One of the first and most important lessons I learned about optimizing and troubleshooting chromatographic problems is to try the simple fixes first and turn wrenches last. Changing a column in a gas chromatography (GC) instrument usually requires additional downtime to cool the instrument, install the new column, heat it back up, condition or bake out the new column, and then think about a change in peak elution order. Because these steps can be very time-consuming, I always taught my students to get as far as they can with optimizing the separation on the current column before changing it. Let us consider some optimizations that can be attempted without changing column dimensions or the stationary phase.
Method Optimization Goals
Before considering optimization steps, it is important to consider the goals of the optimization process. Many short course instructors (including me) use a simple triangle approach to assist students in thinking about optimization. A classical optimization triangle is shown in Figure 1. Each corner of the triangle represents an optimization goal—high resolution, high speed, or high capacity (ease of use). In method development and optimization, we can generally obtain any two of the three goals simultaneously. Obtaining all three often requires difficult compromises. A high-resolution, high-speed method will be more difficult to run and will likely have a lower sample capacity or require a small sample. A high capacity (easy) method that is also fast will likely be low resolution. Finally, a high-resolution method that has high capacity and is easy to run will generally be slow.
Because the goal of a chromatographic separation is resolution, the classical resolution equation, shown in equation 1, can also be helpful in thinking about the chromatographic challenges in method optimization.
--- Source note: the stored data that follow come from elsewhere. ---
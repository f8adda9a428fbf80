//! skillmap - Community curated learning roadmaps

mod cli;

use anyhow::Result;
use clap::{Parser, Subcommand};
use skillmap_core::{ContentStore, DegradedState};
use std::path::PathBuf;
use std::sync::Arc;

/// Default port for the web server
const DEFAULT_PORT: u16 = 3333;

#[derive(Parser)]
#[command(
    name = "skillmap",
    version,
    about = "Community curated learning roadmaps",
    long_about = "Serves community curated learning roadmaps over HTTP.\n\
                  \n\
                  Loads roadmap descriptors and site configuration from a content directory\n\
                  and serves them as a single-page app plus a JSON API, with terminal\n\
                  commands for inspecting and validating the content tree.\n\
                  \n\
                  Examples:\n\
                    skillmap                         # Serve on the default port\n\
                    skillmap serve --port 8080       # Custom port\n\
                    skillmap serve --open            # Open the browser once ready\n\
                    skillmap list                    # List loaded roadmaps\n\
                    skillmap show frontend           # Show one roadmap in detail\n\
                    skillmap check                   # Validate the content directory\n\
                  \n\
                  Web Frontend Workflow:\n\
                    # Option 1: Production (single command)\n\
                    trunk build --release            # Compile frontend once\n\
                    skillmap serve                   # Serves API + static frontend\n\
                    \n\
                    # Option 2: Development (hot reload)\n\
                    skillmap serve --port 8080       # Terminal 1: API server\n\
                    trunk serve --port 3333          # Terminal 2: Frontend dev server\n\
                  \n\
                  Environment Variables:\n\
                    SKILLMAP_CONTENT_DIR             # Override content directory\n\
                    SKILLMAP_NO_COLOR                # Disable ANSI colors (log-friendly)\n\
                    RUST_LOG                         # Log filter (default: skillmap=info)"
)]
struct Cli {
    #[command(subcommand)]
    mode: Option<Mode>,

    /// Path to the content directory (site.json + roadmaps/)
    #[arg(long, env = "SKILLMAP_CONTENT_DIR", default_value = "content")]
    content_dir: PathBuf,

    /// Disable ANSI colors (log-friendly)
    #[arg(long, env = "SKILLMAP_NO_COLOR")]
    no_color: bool,
}

#[derive(Subcommand)]
enum Mode {
    /// Serve the web app and JSON API (default)
    Serve {
        /// Port for the web server
        #[arg(long, default_value_t = DEFAULT_PORT)]
        port: u16,
        /// Open the browser once the server is ready
        #[arg(long)]
        open: bool,
    },
    /// List loaded roadmaps
    List {
        /// Output as JSON
        #[arg(long)]
        json: bool,
    },
    /// Show detailed roadmap info
    Show {
        /// Roadmap id or unique prefix
        id: String,
        /// Output as JSON
        #[arg(long)]
        json: bool,
    },
    /// Validate the content directory and exit
    Check,
}

#[tokio::main]
async fn main() -> Result<()> {
    let cli = Cli::parse();

    init_tracing();

    let content_dir = cli.content_dir;
    let no_color = cli.no_color;

    tracing::debug!("content directory: {}", content_dir.display());

    match cli.mode.unwrap_or(Mode::Serve {
        port: DEFAULT_PORT,
        open: false,
    }) {
        Mode::Serve { port, open } => {
            run_serve(content_dir, port, open).await?;
        }
        Mode::List { json } => {
            run_list(content_dir, json, no_color)?;
        }
        Mode::Show { id, json } => {
            run_show(content_dir, id, json)?;
        }
        Mode::Check => {
            run_check(content_dir)?;
        }
    }

    Ok(())
}

fn init_tracing() {
    use tracing_subscriber::{fmt, EnvFilter};

    let env_filter =
        EnvFilter::try_from_default_env().unwrap_or_else(|_| EnvFilter::new("skillmap=info"));

    fmt().with_env_filter(env_filter).with_target(false).init();
}

async fn run_serve(content_dir: PathBuf, port: u16, open_browser: bool) -> Result<()> {
    use indicatif::{ProgressBar, ProgressStyle};
    use std::time::Instant;

    let start = Instant::now();

    // Create spinner
    let spinner = ProgressBar::new_spinner();
    spinner.set_style(
        ProgressStyle::default_spinner()
            .template("{spinner:.cyan} {msg}")
            .unwrap()
            .tick_chars("⠋⠙⠹⠸⠼⠴⠦⠧⠇⠏"),
    );
    spinner.enable_steady_tick(std::time::Duration::from_millis(80));

    // Load content
    spinner.set_message("Loading roadmaps and site configuration...");
    let store = Arc::new(ContentStore::new(content_dir));
    let report = store.load();

    if report.has_fatal_errors() {
        spinner.finish_and_clear();
        eprintln!("Fatal errors during content load:");
        for error in report.errors.iter() {
            eprintln!("  - {}: {}", error.source, error.message);
        }
        return Ok(());
    }

    let elapsed = start.elapsed();
    spinner.finish_with_message(format!(
        "✓ Ready in {:.2}s ({} roadmaps loaded)",
        elapsed.as_secs_f64(),
        store.roadmap_count()
    ));

    // Check if frontend dist/ exists
    let dist_path = std::path::Path::new(env!("CARGO_MANIFEST_DIR")).join("../skillmap-web/dist");
    if dist_path.exists() && dist_path.join("index.html").exists() {
        println!("\n🌐 Backend API + Frontend: http://localhost:{}", port);
        println!("   API endpoints:          http://localhost:{}/api/*", port);
    } else {
        println!(
            "\n🌐 Backend API only:       http://localhost:{}/api/*",
            port
        );
        println!("   💡 Run 'trunk build' to compile frontend");
    }

    if open_browser {
        let url = format!("http://localhost:{}", port);
        if let Err(e) = open::that(&url) {
            eprintln!("Could not open browser: {}", e);
        }
    }

    skillmap_web::run(store, port).await
}

fn run_list(content_dir: PathBuf, json: bool, no_color: bool) -> Result<()> {
    let store = ContentStore::new(content_dir);

    if !json {
        eprint!("Loading content... ");
    }

    let report = store.load();

    if report.has_fatal_errors() {
        if !json {
            eprintln!();
        }
        eprintln!("Fatal errors during content load:");
        for error in report.errors.iter() {
            eprintln!("  - {}: {}", error.source, error.message);
        }
        anyhow::bail!("content load failed");
    }

    if !json {
        eprintln!("✓ {} roadmaps", store.roadmap_count());
    }

    println!(
        "{}",
        cli::format_roadmap_table(&store.roadmaps(), json, no_color)
    );

    Ok(())
}

fn run_show(content_dir: PathBuf, id: String, json: bool) -> Result<()> {
    let store = ContentStore::new(content_dir);

    if !json {
        eprint!("Loading content... ");
    }

    let report = store.load();

    if report.has_fatal_errors() {
        if !json {
            eprintln!();
        }
        eprintln!("Fatal errors during content load:");
        for error in report.errors.iter() {
            eprintln!("  - {}: {}", error.source, error.message);
        }
        anyhow::bail!("content load failed");
    }

    if !json {
        eprintln!("✓");
    }

    let roadmap = cli::find_roadmap(&store.roadmaps(), &id)?;

    println!("{}", cli::format_roadmap_info(&roadmap, &store.site(), json));

    Ok(())
}

fn run_check(content_dir: PathBuf) -> Result<()> {
    let store = ContentStore::new(content_dir);
    let report = store.load();

    println!("skillmap - Content Check");
    println!("========================");
    println!();
    println!("Content directory: {}", store.content_dir().display());
    println!(
        "Site config:       {}",
        if report.site_loaded {
            "ok"
        } else {
            "missing (defaults in use)"
        }
    );
    println!("Roadmaps scanned:  {}", report.roadmaps_scanned);
    println!("Roadmaps loaded:   {}", store.roadmap_count());
    println!("Roadmaps failed:   {}", report.roadmaps_failed);

    if let DegradedState::Partial { missing, .. } = store.degraded_state() {
        println!("Degraded:          missing {}", missing.join(", "));
    }

    if report.has_errors() {
        let (warnings, errors, fatal) = report.error_count();
        println!();
        println!(
            "Problems ({} warnings, {} errors, {} fatal):",
            warnings, errors, fatal
        );
        for error in report.errors.iter() {
            println!("  - {}: {}", error.source, error.message);
        }
    }

    println!();
    if report.has_fatal_errors() {
        println!("❌ Content check failed");
        std::process::exit(1);
    } else if report.has_errors() {
        println!("✓ Servable (some content was skipped, see problems above)");
    } else {
        println!("✓ Content is valid");
    }

    Ok(())
}

#[cfg(test)]
mod tests {
    use super::*;
    use tempfile::tempdir;

    #[test]
    fn test_cli_definition() {
        use clap::CommandFactory;
        Cli::command().debug_assert();
    }

    #[test]
    fn test_serve_uses_shared_default_port() {
        let cli = Cli::parse_from(["skillmap", "serve"]);
        match cli.mode {
            Some(Mode::Serve { port, open }) => {
                assert_eq!(port, DEFAULT_PORT);
                assert!(!open);
            }
            _ => panic!("expected serve mode"),
        }
    }

    #[test]
    fn test_show_fails_on_fatal_load() {
        let dir = tempdir().unwrap();
        let missing = dir.path().join("nonexistent");

        let err = run_show(missing, "frontend".to_string(), true).unwrap_err();
        assert_eq!(err.to_string(), "content load failed");
    }

    #[test]
    fn test_show_reports_unknown_id_when_content_loads() {
        let dir = tempdir().unwrap();
        std::fs::create_dir_all(dir.path().join("roadmaps")).unwrap();

        let err = run_show(dir.path().to_path_buf(), "frontend".to_string(), true).unwrap_err();
        assert!(err.to_string().contains("Roadmap not found: frontend"));
    }
}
Resolution is seen as a combination of retention factor (the “k” term), selectivity (the “α” term), and efficiency (the “N” term). In these examples, we look at the terms in this equation broadly. Resolution can be thought of as involving long retention, as seen in the term involving k. If k is too small (less than 2), k/1+k is also small, so retention does not contribute to resolution. If k is too large (approximately 20), then there is little resolution gained by increasing k by lowering the temperature. Selectivity, α, is a measure of the relative strength of intermolecular interactions between an analyte pair and the stationary phase. We see several cases where a lack of selectivity hinders our ability to achieve resolution while maintaining our goal in this exercise of not turning wrenches. Finally, resolution is dependent on N, the number of theoretical plates, or efficiency. We would like the sharpest possible peaks, and because retention and efficiency are most affected by temperature and carrier gas flow rate, these are the variables that most influence resolution without turning wrenches. In our discussion, we use these three ideas of retention, selectivity, and efficiency in a broad framework, rather than dissecting the equation, as our examples are temperature programmed and equation 1 assumes constant temperature.
With the first step being to set the goals of the optimization, we now examine each of the three scenarios and see how each can be optimized without changing the column. We assume temperature‑programmed separations and discuss optimizing for each case. In my own laboratory, we do most of our initial method development work on 15 or 30 m × 0.25 mm × 0.25 μm 5% polydimethylsiloxane columns, so these dimensions will be used as examples throughout the discussion. Chromatograms were simulated using Pro-EZGC online software from Restek (1). To get started, Figure 2 shows a sample chromatogram of n-alkanes separated on a 15 m column as described above with a 10 ºC/min temperature program, starting at 40 ºC and a column flow rate of 1.5 mL/min. These simple conditions are typical of scouting runs that might be performed at the outset of method development for a new separation problem. For a simple comparison between runs, note the retention time and elution temperature of the last peak (dodecane) are 7 min and 110 ºC, respectively, and the resolution between the last two eluted peaks is 37.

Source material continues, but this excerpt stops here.